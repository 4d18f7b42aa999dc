use super::*;
use rand::SeedableRng;
use rand_chacha::ChaCha8Rng;
use std::collections::BTreeSet;

fn weather_table() -> RowTable {
    RowTableBuilder::new("weather")
        .discrete("outlook")
        .continuous("temperature")
        .row(vec!["sunny".into(), 30.0.into()])
        .unwrap()
        .row(vec!["overcast".into(), 20.0.into()])
        .unwrap()
        .row(vec!["rain".into(), 10.0.into()])
        .unwrap()
        .row(vec!["sunny".into(), 25.0.into()])
        .unwrap()
        .build()
        .unwrap()
}

fn ids(values: &[usize]) -> BTreeSet<usize> {
    values.iter().copied().collect()
}

#[test]
fn test_builder_derives_schema() {
    let table = weather_table();

    assert_eq!(table.len(), 4);
    assert_eq!(table.attribute_count(), 2);
    assert_eq!(table.attribute_names(), vec!["outlook", "temperature"]);

    match table.attribute(0).unwrap() {
        Attribute::Discrete(a) => {
            let domain: Vec<&str> = a.values().collect();
            assert_eq!(domain, vec!["overcast", "rain", "sunny"]);
            assert_eq!(a.distinct_values(), 3);
            assert_eq!(a.index(), 0);
        }
        other => panic!("expected a discrete attribute, got {:?}", other),
    }

    match table.attribute(1).unwrap() {
        Attribute::Continuous(a) => {
            assert_eq!(a.min(), 10.0);
            assert_eq!(a.max(), 30.0);
            assert_eq!(a.index(), 1);
        }
        other => panic!("expected a continuous attribute, got {:?}", other),
    }
}

#[test]
fn test_builder_collapses_duplicates() {
    let table = RowTableBuilder::new("dups")
        .discrete("letter")
        .continuous("n")
        .row(vec!["A".into(), 1.0.into()])
        .unwrap()
        .row(vec!["B".into(), 2.0.into()])
        .unwrap()
        .row(vec!["A".into(), 1.0.into()])
        .unwrap()
        .row(vec!["A".into(), (-0.0).into()])
        .unwrap()
        .row(vec!["A".into(), 0.0.into()])
        .unwrap()
        .build()
        .unwrap();

    assert_eq!(table.len(), 3);
    assert_eq!(table.distinct_rows(), 3);
    assert_eq!(table.row(0), &[Value::from("A"), Value::from(1.0)]);
    assert_eq!(table.row(1), &[Value::from("B"), Value::from(2.0)]);
    assert_eq!(table.row(2), &[Value::from("A"), Value::from(-0.0)]);
}

#[test]
fn test_builder_rejects_bad_rows() {
    let mut builder = RowTableBuilder::new("t").discrete("d").continuous("c");

    let err = builder.push_row(vec!["x".into()]).unwrap_err();
    assert_eq!(
        err,
        DataError::ArityMismatch {
            expected: 2,
            found: 1
        }
    );

    let err = builder.push_row(vec![1.0.into(), 1.0.into()]).unwrap_err();
    assert!(err.to_string().contains("Column d expects a text value"));

    let err = builder.push_row(vec!["x".into(), "y".into()]).unwrap_err();
    assert!(err.to_string().contains("Column c expects a numeric value"));

    let err = builder
        .push_row(vec!["x".into(), f64::NAN.into()])
        .unwrap_err();
    assert_eq!(
        err,
        DataError::NonFinite {
            column: "c".to_string()
        }
    );
}

#[test]
fn test_builder_rejects_empty_tables() {
    let err = RowTableBuilder::new("empty")
        .discrete("d")
        .build()
        .unwrap_err();
    assert_eq!(err, DataError::EmptyTable("empty".to_string()));

    let err = RowTableBuilder::new("bare").build().unwrap_err();
    assert_eq!(err, DataError::NoColumns("bare".to_string()));
}

#[test]
fn test_builder_rejects_unbounded_range() {
    let err = RowTableBuilder::new("wide")
        .continuous("x")
        .row(vec![(-1e308).into()])
        .unwrap()
        .row(vec![1e308.into()])
        .unwrap()
        .build()
        .unwrap_err();
    assert_eq!(
        err,
        DataError::RangeOverflow {
            column: "x".to_string(),
            min: -1e308,
            max: 1e308,
        }
    );

    // the widest representable range is still accepted
    let table = RowTableBuilder::new("wide")
        .continuous("x")
        .row(vec![0.0.into()])
        .unwrap()
        .row(vec![f64::MAX.into()])
        .unwrap()
        .build()
        .unwrap();
    let top = table.tuple(1);
    assert_eq!(top.distance(&top), 0.0);
    assert_eq!(table.tuple(0).distance(&top), 1.0);
}

#[test]
fn test_discrete_distance() {
    let table = weather_table();
    let sunny = table.tuple(0);
    let overcast = table.tuple(1);
    let sunny_again = table.tuple(3);

    let a = sunny.get(0).unwrap();
    let b = overcast.get(0).unwrap();
    let c = sunny_again.get(0).unwrap();

    assert_eq!(a.distance(a), 0.0);
    assert_eq!(a.distance(c), 0.0);
    assert_eq!(a.distance(b), 1.0);
    assert_eq!(b.distance(a), 1.0);
}

#[test]
fn test_continuous_distance() {
    let table = weather_table();
    let t30 = table.tuple(0);
    let t20 = table.tuple(1);
    let t10 = table.tuple(2);

    let a = t30.get(1).unwrap();
    let b = t20.get(1).unwrap();
    let c = t10.get(1).unwrap();

    assert_eq!(a.distance(a), 0.0);
    assert!((a.distance(b) - 0.5).abs() < 1e-12);
    assert_eq!(a.distance(b), b.distance(a));
    assert!((a.distance(c) - 1.0).abs() < 1e-12);

    for x in [a, b, c] {
        for y in [a, b, c] {
            let d = x.distance(y);
            assert!((0.0..=1.0).contains(&d));
        }
    }
}

#[test]
fn test_scaled_value() {
    let attr = ContinuousAttribute::new("t", 0, 0.0, 10.0);
    assert_eq!(attr.scaled_value(0.0), 0.0);
    assert_eq!(attr.scaled_value(5.0), 0.5);
    assert_eq!(attr.scaled_value(10.0), 1.0);

    let flat = ContinuousAttribute::new("flat", 0, 3.0, 3.0);
    assert_eq!(flat.scaled_value(3.0), 0.0);
}

#[test]
#[should_panic(expected = "mismatched columns")]
fn test_distance_between_mismatched_items_panics() {
    let table = weather_table();
    let row = table.tuple(0);
    row.get(0).unwrap().distance(row.get(1).unwrap());
}

#[test]
fn test_tuple_distance_is_sum_of_items() {
    let table = weather_table();
    let a = table.tuple(0); // sunny, 30
    let b = table.tuple(2); // rain, 10

    // 1 for the outlook mismatch, 1 for the full temperature range
    assert!((a.distance(&b) - 2.0).abs() < 1e-12);

    let c = table.tuple(3); // sunny, 25
    // 0 for outlook, 0.25 for temperature
    assert!((a.distance(&c) - 0.25).abs() < 1e-12);
    assert_eq!(a.distance(&c), c.distance(&a));
    assert_eq!(a.distance(&a), 0.0);

    let per_item: f64 = a
        .items()
        .iter()
        .zip(b.items())
        .map(|(x, y)| x.distance(y))
        .sum();
    assert_eq!(a.distance(&b), per_item);
}

#[test]
fn test_avg_distance() {
    let table = weather_table();
    let centroid = table.tuple(0);

    assert_eq!(centroid.avg_distance(&table, &ids(&[])), 0.0);
    // distances 0 and 0.25
    assert!((centroid.avg_distance(&table, &ids(&[0, 3])) - 0.125).abs() < 1e-12);
}

#[test]
fn test_item_try_new_checks_kind() {
    let table = weather_table();
    let outlook = table.attribute(0).unwrap();

    let item = Item::try_new(outlook, "rain".into()).unwrap();
    assert_eq!(item.value(), Value::from("rain"));
    assert_eq!(item.attribute().name(), "outlook");

    assert!(Item::try_new(outlook, 1.0.into()).is_err());
}

#[test]
fn test_frequency() {
    let table = weather_table();
    let Attribute::Discrete(outlook) = table.attribute(0).unwrap() else {
        panic!("outlook should be discrete");
    };

    assert_eq!(outlook.frequency(&table, &ids(&[0, 1, 2, 3]), "sunny"), 2);
    assert_eq!(outlook.frequency(&table, &ids(&[1, 2]), "sunny"), 0);
    assert_eq!(outlook.frequency(&table, &ids(&[0, 1, 2, 3]), "snow"), 0);
}

#[test]
fn test_discrete_prototype_mode_and_ties() {
    let table = weather_table();
    let outlook = table.attribute(0).unwrap();

    assert_eq!(
        table.compute_prototype(&ids(&[0, 1, 3]), outlook),
        Some(Value::from("sunny"))
    );
    // one overcast, one rain: the earlier domain value wins
    assert_eq!(
        table.compute_prototype(&ids(&[1, 2]), outlook),
        Some(Value::from("overcast"))
    );
    assert_eq!(table.compute_prototype(&ids(&[]), outlook), None);
}

#[test]
fn test_discrete_prototype_over_repeated_values() {
    // Four source rows A, A, A, B kept apart by an id column
    let table = RowTableBuilder::new("letters")
        .continuous("id")
        .discrete("letter")
        .row(vec![1.0.into(), "A".into()])
        .unwrap()
        .row(vec![2.0.into(), "A".into()])
        .unwrap()
        .row(vec![3.0.into(), "A".into()])
        .unwrap()
        .row(vec![4.0.into(), "B".into()])
        .unwrap()
        .build()
        .unwrap();

    let letter = table.attribute(1).unwrap();
    assert_eq!(
        table.compute_prototype(&ids(&[0, 1, 2, 3]), letter),
        Some(Value::from("A"))
    );
    assert_eq!(
        table.compute_prototype(&ids(&[2, 3]), letter),
        Some(Value::from("A"))
    );
    assert_eq!(
        table.compute_prototype(&ids(&[3]), letter),
        Some(Value::from("B"))
    );
}

#[test]
fn test_continuous_prototype_reads_own_column() {
    let table = RowTableBuilder::new("pairs")
        .continuous("x")
        .continuous("y")
        .row(vec![0.0.into(), 100.0.into()])
        .unwrap()
        .row(vec![2.0.into(), 300.0.into()])
        .unwrap()
        .build()
        .unwrap();

    let all = ids(&[0, 1]);
    assert_eq!(
        table.compute_prototype(&all, table.attribute(0).unwrap()),
        Some(Value::Number(1.0))
    );
    assert_eq!(
        table.compute_prototype(&all, table.attribute(1).unwrap()),
        Some(Value::Number(200.0))
    );
}

#[test]
fn test_continuous_prototype_near_max_stays_finite() {
    let table = RowTableBuilder::new("huge")
        .continuous("x")
        .row(vec![1e308.into()])
        .unwrap()
        .row(vec![1.7e308.into()])
        .unwrap()
        .build()
        .unwrap();

    let Some(Value::Number(mean)) = table.compute_prototype(&ids(&[0, 1]), table.attribute(0).unwrap())
    else {
        panic!("expected a numeric prototype");
    };
    assert!(mean.is_finite());
    assert!((1e308..=1.7e308).contains(&mean));
    assert!(((mean - 1.35e308) / 1.35e308).abs() < 1e-12);
}

#[test]
fn test_item_update_writes_prototype_in_place() {
    let table = weather_table();
    let mut centroid = table.tuple(2); // rain, 10

    for item in centroid.items_mut() {
        item.update(&table, &ids(&[0, 3]));
    }
    assert_eq!(centroid.values(), vec![Value::from("sunny"), Value::from(27.5)]);

    // empty membership keeps the previous value
    for item in centroid.items_mut() {
        item.update(&table, &ids(&[]));
    }
    assert_eq!(centroid.values(), vec![Value::from("sunny"), Value::from(27.5)]);
}

#[test]
fn test_sampling_returns_distinct_rows() {
    let table = weather_table();
    let mut rng = ChaCha8Rng::seed_from_u64(7);

    for k in 1..=table.len() {
        let sample = table.sample(k, &mut rng).unwrap();
        assert_eq!(sample.len(), k);
        for (i, &a) in sample.iter().enumerate() {
            assert!(a < table.len());
            for &b in &sample[i + 1..] {
                assert!(!table.rows_equal(a, b));
            }
        }
    }
}

#[test]
fn test_sampling_out_of_range() {
    let table = weather_table();
    let mut rng = ChaCha8Rng::seed_from_u64(7);

    let err = table.sample(0, &mut rng).unwrap_err();
    assert_eq!(err, DataError::OutOfRange { k: 0, max: 4 });

    let err = table.sample(5, &mut rng).unwrap_err();
    assert_eq!(err, DataError::OutOfRange { k: 5, max: 4 });
    assert!(err.to_string().contains("1 - 4"));
}

#[test]
fn test_display() {
    let table = weather_table();
    assert_eq!(table.tuple(0).to_string(), " sunny  30 ");
    assert!(table.to_string().starts_with("1: sunny, 30\n"));
}
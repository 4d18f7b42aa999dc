use thiserror::Error;

#[derive(Error, Debug, Clone, PartialEq)]
pub enum DataError {
    #[error("Sample size {k} out of range: accepted values for k are 1 - {max}")]
    OutOfRange { k: usize, max: usize },

    #[error("Table {0} has no rows")]
    EmptyTable(String),

    #[error("Table {0} has no columns")]
    NoColumns(String),

    #[error("Row has {found} values but the schema has {expected} columns")]
    ArityMismatch { expected: usize, found: usize },

    #[error("Column {column} expects a {expected} value")]
    TypeMismatch {
        column: String,
        expected: &'static str,
    },

    #[error("Column {column} holds a non-finite number")]
    NonFinite { column: String },

    #[error("Column {column} spans [{min}, {max}], a range too wide to normalize")]
    RangeOverflow { column: String, min: f64, max: f64 },
}
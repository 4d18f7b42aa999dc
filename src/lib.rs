// Public API exports
pub mod clusterer;
pub mod data;
pub mod db;
pub mod session;
pub mod snapshot;

// Re-export main types for convenience
pub use data::{
    Attribute, ColumnKind, ContinuousAttribute, DataError, DiscreteAttribute, Item, RowTable,
    RowTableBuilder, Tuple, Value,
};

pub use clusterer::{Cluster, ClusterSet, KMeansMiner, MinerState, MiningError};

pub use snapshot::{SnapshotStore, snapshot_name};

pub use db::TableSource;

pub use session::{RunSummary, Session};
· · · · ·
**Work task:**
Whenever a line above includes the string "centroid", copy it.

**Solved problem:**
    let centroid = table.tuple(0);
    assert_eq!(centroid.avg_distance(&table, &ids(&[])), 0.0);
    assert!((centroid.avg_distance(&table, &ids(&[0, 3])) - 0.125).abs() < 1e-12);
    let mut centroid = table.tuple(2); // rain, 10
    for item in centroid.items_mut() {
    assert_eq!(centroid.values(), vec![Value::from("sunny"), Value::from(27.5)]);
    for item in centroid.items_mut() {
    assert_eq!(centroid.values(), vec![Value::from("sunny"), Value::from(27.5)]);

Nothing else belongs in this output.